Teaching all students to high standards requires careful planning on the part of the school and the teacher. Effective school improvement plans are continuous improvement plans that begin with data analysis, establishing improvement targets, developing a plan to achieve those targets, allocating resources to fund the plan, implementing the plan, analyzing the data from the implementation, and continuing through the cycle again and again.. Continuous improvement plans are used daily in the school—not shelved and brought out in a flurry of activity designed to meet a central office deadline for turning in the plan. They are meant to guide the daily work of the school and the use of resources available to the school. (Odden & Archibald, 2000)

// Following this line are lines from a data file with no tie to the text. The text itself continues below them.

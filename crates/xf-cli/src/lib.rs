use std::collections::BTreeMap;
use std::ffi::OsString;
use std::fs;
use std::path::Path;
use std::sync::Arc;

use clap::Parser;
use tracing::info;
use xf_api::{list_languages, CachedCompiler};
use xf_core::{CompileOptions, CompileOutput, ItextError};

mod cli_args;
mod error_map;
mod source_loader;

pub(crate) use cli_args::{Cli, CompileArgs, LanguagesArgs, Mode};
pub(crate) use error_map::{emit_error, CliStage};
pub(crate) use source_loader::{load_bundles, resolve_input_path, LoadedBundle};

pub fn run_cli_from_args<I, T>(args: I) -> i32
where
    I: IntoIterator<Item = T>,
    T: Into<OsString> + Clone,
{
    let cli = match Cli::try_parse_from(args) {
        Ok(cli) => cli,
        Err(error) => {
            let _ = error.print();
            return error.exit_code();
        }
    };
    match run(cli) {
        Ok(code) => code,
        Err(error) => emit_error(error),
    }
}

fn run(cli: Cli) -> Result<i32, ItextError> {
    match cli.command {
        Mode::Compile(args) => run_compile(args),
        Mode::Languages(args) => run_languages(args),
    }
}

fn compile_loaded(
    compiler: &mut CachedCompiler,
    loaded: &LoadedBundle,
    options: &CompileOptions,
) -> Result<Arc<CompileOutput>, ItextError> {
    let output = compiler.compile(&loaded.bundle, options).map_err(|error| {
        if error.subject.is_some() {
            error
        } else {
            ItextError::with_subject(error.code, error.message, loaded.name.clone())
        }
    })?;
    info!(
        bundle = %loaded.name,
        languages = output.table.translations.len(),
        diagnostics = output.diagnostics.len(),
        "compiled bundle"
    );
    Ok(output)
}

fn run_compile(args: CompileArgs) -> Result<i32, ItextError> {
    let single_file = resolve_input_path(&args.input)?.is_file();
    let bundles = load_bundles(&args.input)?;
    let options = CompileOptions {
        default_language: args.default_language,
        inline_untranslated_dynamic_lists: args.inline_untranslated_dynamic,
    };

    let mut compiler = CachedCompiler::new();
    let mut outputs = Vec::with_capacity(bundles.len());
    for loaded in &bundles {
        outputs.push((loaded.name.as_str(), compile_loaded(&mut compiler, loaded, &options)?));
    }
    info!(
        bundles = outputs.len(),
        reused = compiler.hits(),
        "compile finished"
    );

    let payload = match outputs.as_slice() {
        [(_, output)] if single_file => {
            serde_json::to_string_pretty(&**output)
                .map_err(|error| CliStage::OutputWrite.fail(error))?
        }
        _ => {
            let by_name = outputs
                .iter()
                .map(|(name, output)| (*name, &**output))
                .collect::<BTreeMap<&str, &CompileOutput>>();
            serde_json::to_string_pretty(&by_name)
                .map_err(|error| CliStage::OutputWrite.fail(error))?
        }
    };

    match args.output {
        Some(output_path) => {
            write_output(Path::new(&output_path), &payload)?;
            println!("RESULT:OK");
            println!("OUTPUT:{}", output_path);
        }
        None => println!("{}", payload),
    }
    Ok(0)
}

fn write_output(path: &Path, payload: &str) -> Result<(), ItextError> {
    if let Some(parent) = path.parent().filter(|parent| !parent.as_os_str().is_empty()) {
        fs::create_dir_all(parent).map_err(|error| CliStage::OutputWrite.fail(error))?;
    }
    fs::write(path, payload).map_err(|error| CliStage::OutputWrite.fail(error))
}

fn run_languages(args: LanguagesArgs) -> Result<i32, ItextError> {
    let bundles = load_bundles(&args.input)?;
    let options = CompileOptions {
        default_language: args.default_language,
        ..CompileOptions::default()
    };

    for loaded in &bundles {
        if bundles.len() > 1 {
            println!("# {}", loaded.name);
        }
        for language in list_languages(&loaded.bundle, &options) {
            let marker = if language.is_default { "*" } else { " " };
            println!("{} {}", marker, language.name);
        }
    }
    Ok(0)
}

#[cfg(test)]
mod cli_test_support {
    use std::fs;
    use std::path::{Path, PathBuf};
    use std::time::{SystemTime, UNIX_EPOCH};

    pub(crate) const SAMPLE_BUNDLE: &str = r#"{
        "survey_columns": ["type", "name", "label", "label::Latin", "choice_filter"],
        "choice_columns": ["list_name", "name", "label", "label::Latin", "media::image"],
        "elements": [
            {"path": "/data/consent", "kind": "question", "list_name": "consent",
             "cells": {"label": "Would you like to participate ?"}},
            {"path": "/data/enumerator_mood", "kind": "question", "list_name": "mood",
             "choice_filter": "selected(${consent}, 'y')",
             "cells": {"label": "How are you feeling today ?"}}
        ],
        "choice_lists": [
            {"name": "mood", "options": [
                {"value": "h", "cells": {"label": "Happy", "label::Latin": "Felix", "media::image": "happy.jpg"}},
                {"value": "s", "cells": {"label": "Sad", "label::Latin": "Miserabilis", "media::image": "sad.jpg"}}
            ]},
            {"name": "consent", "options": [
                {"value": "y", "cells": {"label": "Yes"}},
                {"value": "n", "cells": {"label": "No"}}
            ]}
        ]
    }"#;

    pub(crate) fn temp_path(name: &str) -> PathBuf {
        let nanos = SystemTime::now()
            .duration_since(UNIX_EPOCH)
            .expect("time should be monotonic")
            .as_nanos();
        std::env::temp_dir().join(format!("xf-itext-{}-{}", name, nanos))
    }

    pub(crate) fn write_file(path: &Path, content: &str) {
        if let Some(parent) = path.parent() {
            fs::create_dir_all(parent).expect("parent should be created");
        }
        fs::write(path, content).expect("file should be written");
    }
}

A system designed to educate all students requires that academic standards be established, that a common means of measuring students' proficiency in those standards be used at benchmark points, and that teachers intervene immediately when a student doesn't learn. Students must be assessed frequently and then regrouped for re-teaching so that learning is the focus of the work—not teaching.
A significant amount of research has been done on how to improve student achievement. Since this topic is so broad and deep, it won't be addressed in this booklet. Refer to Learning Points Associates? School Improvement Web page, specifically Pathways to School Improvement. The point here is that the school must determine what research-based approach it wants to take to improve its achievement.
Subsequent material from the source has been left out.